— INSTRUCTIONS TO FOLLOW —
Please copy each line of the data that includes the string "currently".

— DATASET ENTRIES —
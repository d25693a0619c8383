//! Periodic process-level sampling.
//!
//! One background task refreshes sysinfo for our own PID and writes the
//! results into registry gauges/counters. A failed tick logs and skips;
//! previous gauge values stay in place. Shutdown is cooperative and lands on
//! tick boundaries only, never mid-sample.

use std::sync::atomic::{AtomicU64, Ordering};
use std::sync::Arc;
use std::time::Duration;

use sysinfo::{Pid, ProcessRefreshKind, ProcessesToUpdate, RefreshKind, System};
use tokio::sync::watch;
use tokio::task::JoinHandle;
use tokio::time::MissedTickBehavior;

use vitals_core::error::{MetricsError, Result};
use vitals_core::metric::{Counter, Gauge, MetricDescriptor, Registry};
use vitals_core::names;

use crate::app_state::AppState;

struct SystemHandles {
    cpu_seconds_total: Counter,
    cpu_usage_percent: Gauge,
    memory_resident_bytes: Gauge,
    memory_virtual_bytes: Gauge,
    memory_usage_percent: Gauge,
    threads_total: Gauge,
    open_fds: Gauge,
    uptime_seconds: Gauge,
    runtime_workers: Gauge,
    runtime_alive_tasks: Gauge,
}

impl SystemHandles {
    fn register(registry: &Registry) -> Result<Self> {
        fn gauge(registry: &Registry, name: &str, help: &str) -> Result<Gauge> {
            registry
                .register(MetricDescriptor::gauge(name, help, &[]))?
                .gauge(&[])
        }

        Ok(Self {
            cpu_seconds_total: registry
                .register(MetricDescriptor::counter(
                    names::APP_CPU_SECONDS_TOTAL,
                    "Total user and system CPU time spent by the application in seconds",
                    &[],
                ))?
                .counter(&[])?,
            cpu_usage_percent: gauge(
                registry,
                names::APP_CPU_USAGE_PERCENT,
                "Current CPU usage percentage of the application",
            )?,
            memory_resident_bytes: gauge(
                registry,
                names::APP_MEMORY_RESIDENT_BYTES,
                "Physical memory currently used by the application in bytes",
            )?,
            memory_virtual_bytes: gauge(
                registry,
                names::APP_MEMORY_VIRTUAL_BYTES,
                "Virtual memory allocated by the application in bytes",
            )?,
            memory_usage_percent: gauge(
                registry,
                names::APP_MEMORY_USAGE_PERCENT,
                "Memory usage percentage of the application",
            )?,
            threads_total: gauge(
                registry,
                names::APP_THREADS_TOTAL,
                "Number of OS threads in the application process",
            )?,
            open_fds: gauge(
                registry,
                names::APP_OPEN_FDS,
                "Number of open file descriptors for the application",
            )?,
            uptime_seconds: gauge(
                registry,
                names::APP_UPTIME_SECONDS,
                "Time in seconds since the application started",
            )?,
            runtime_workers: gauge(
                registry,
                names::APP_RUNTIME_WORKERS,
                "Number of async runtime worker threads",
            )?,
            runtime_alive_tasks: gauge(
                registry,
                names::APP_RUNTIME_ALIVE_TASKS,
                "Number of tasks currently alive on the async runtime",
            )?,
        })
    }
}

pub struct SystemSampler {
    state: AppState,
    handles: SystemHandles,
    sys: System,
    pid: Pid,
    core_count: f64,
    last_cpu_time_ms: Option<u64>,
    ticks: Arc<AtomicU64>,
}

impl SystemSampler {
    /// Register the process-metric families and prepare the sysinfo handle.
    /// Call before serving so registration conflicts fail the boot.
    pub fn new(state: AppState) -> Result<Self> {
        let handles = SystemHandles::register(state.registry())?;
        let sys = System::new_with_specifics(
            RefreshKind::nothing().with_processes(ProcessRefreshKind::everything()),
        );
        let pid = sysinfo::get_current_pid()
            .map_err(|e| MetricsError::Sampling(format!("cannot resolve own pid: {e}")))?;
        let core_count = std::thread::available_parallelism()
            .map(|n| n.get() as f64)
            .unwrap_or(1.0);
        let ticks = state.sampler_ticks();

        Ok(Self {
            state,
            handles,
            sys,
            pid,
            core_count,
            last_cpu_time_ms: None,
            ticks,
        })
    }

    /// Take one sample and push it into the registry. CPU usage needs two
    /// refreshes, so the first tick reports 0.
    pub fn sample_once(&mut self) -> Result<()> {
        self.sys
            .refresh_processes(ProcessesToUpdate::Some(&[self.pid]), true);
        self.sys.refresh_memory();

        let process = self
            .sys
            .process(self.pid)
            .ok_or_else(|| MetricsError::Sampling("own process not visible".into()))?;

        let cpu = (process.cpu_usage() as f64).clamp(0.0, 100.0 * self.core_count);
        self.handles.cpu_usage_percent.set(cpu);

        // Monotone CPU-seconds counter from successive raw samples; the first
        // sample only establishes the baseline.
        let cpu_time_ms = process.accumulated_cpu_time();
        if let Some(last) = self.last_cpu_time_ms {
            let delta_seconds = cpu_time_ms.saturating_sub(last) as f64 / 1000.0;
            if delta_seconds > 0.0 {
                if let Err(e) = self.handles.cpu_seconds_total.inc(delta_seconds) {
                    tracing::warn!(error = %e, "cpu seconds update dropped");
                }
            }
        }
        self.last_cpu_time_ms = Some(cpu_time_ms);

        let rss = process.memory() as f64;
        self.handles.memory_resident_bytes.set(rss);
        self.handles
            .memory_virtual_bytes
            .set(process.virtual_memory() as f64);

        let total_memory = self.sys.total_memory() as f64;
        if total_memory > 0.0 {
            self.handles
                .memory_usage_percent
                .set(rss / total_memory * 100.0);
        }

        self.handles
            .threads_total
            .set(process.tasks().map_or(1, |tasks| tasks.len()) as f64);

        if let Some(fds) = open_fd_count() {
            self.handles.open_fds.set(fds as f64);
        }

        self.handles
            .uptime_seconds
            .set(self.state.uptime_seconds());

        if let Ok(runtime) = tokio::runtime::Handle::try_current() {
            let metrics = runtime.metrics();
            self.handles
                .runtime_workers
                .set(metrics.num_workers() as f64);
            self.handles
                .runtime_alive_tasks
                .set(metrics.num_alive_tasks() as f64);
        }

        self.ticks.fetch_add(1, Ordering::Relaxed);

        // Feed the analytics rate windows and trend history on the same tick.
        self.state
            .analyzer()
            .observe(&self.state.registry().snapshot());

        Ok(())
    }

    /// Start the periodic task. The watch channel requests shutdown; the loop
    /// only observes it between ticks, so an in-flight sample always finishes.
    pub fn spawn(mut self, period: Duration, mut shutdown: watch::Receiver<bool>) -> JoinHandle<()> {
        tokio::spawn(async move {
            let mut ticker = tokio::time::interval(period);
            ticker.set_missed_tick_behavior(MissedTickBehavior::Delay);
            loop {
                tokio::select! {
                    _ = ticker.tick() => {
                        if let Err(e) = self.sample_once() {
                            tracing::warn!(error = %e, "system sample skipped");
                        }
                    }
                    _ = shutdown.changed() => break,
                }
            }
            tracing::info!("system metrics sampler stopped");
        })
    }
}

#[cfg(target_os = "linux")]
fn open_fd_count() -> Option<usize> {
    std::fs::read_dir("/proc/self/fd")
        .ok()
        .map(|entries| entries.count())
}

#[cfg(not(target_os = "linux"))]
fn open_fd_count() -> Option<usize> {
    None
}

#[cfg(test)]
mod tests {
    use super::*;
    use crate::config::ServiceConfig;

    #[tokio::test]
    async fn sampling_populates_process_gauges() {
        let state = AppState::new(ServiceConfig::default()).unwrap();
        let mut sampler = SystemSampler::new(state.clone()).unwrap();

        sampler.sample_once().unwrap();
        assert!(state.sampler_has_sampled());

        let snap = state.registry().snapshot();
        let rss = snap
            .gauge_value(names::APP_MEMORY_RESIDENT_BYTES)
            .unwrap();
        assert!(rss > 0.0);
        assert!(snap.gauge_value(names::APP_THREADS_TOTAL).unwrap() >= 1.0);
        // first CPU sample carries no usable delta
        assert!(snap.gauge_value(names::APP_CPU_USAGE_PERCENT).unwrap() >= 0.0);
        assert_eq!(snap.counter_total(names::APP_CPU_SECONDS_TOTAL), 0.0);
    }

    #[tokio::test]
    async fn shutdown_stops_the_loop() {
        let state = AppState::new(ServiceConfig::default()).unwrap();
        let sampler = SystemSampler::new(state).unwrap();
        let (tx, rx) = watch::channel(false);

        let handle = sampler.spawn(Duration::from_millis(10), rx);
        tokio::time::sleep(Duration::from_millis(40)).await;
        tx.send(true).unwrap();
        handle.await.unwrap();
    }
}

— EXERCISE OUTPUT —
                "Physical memory currently used by the application in bytes",
                "Number of tasks currently alive on the async runtime",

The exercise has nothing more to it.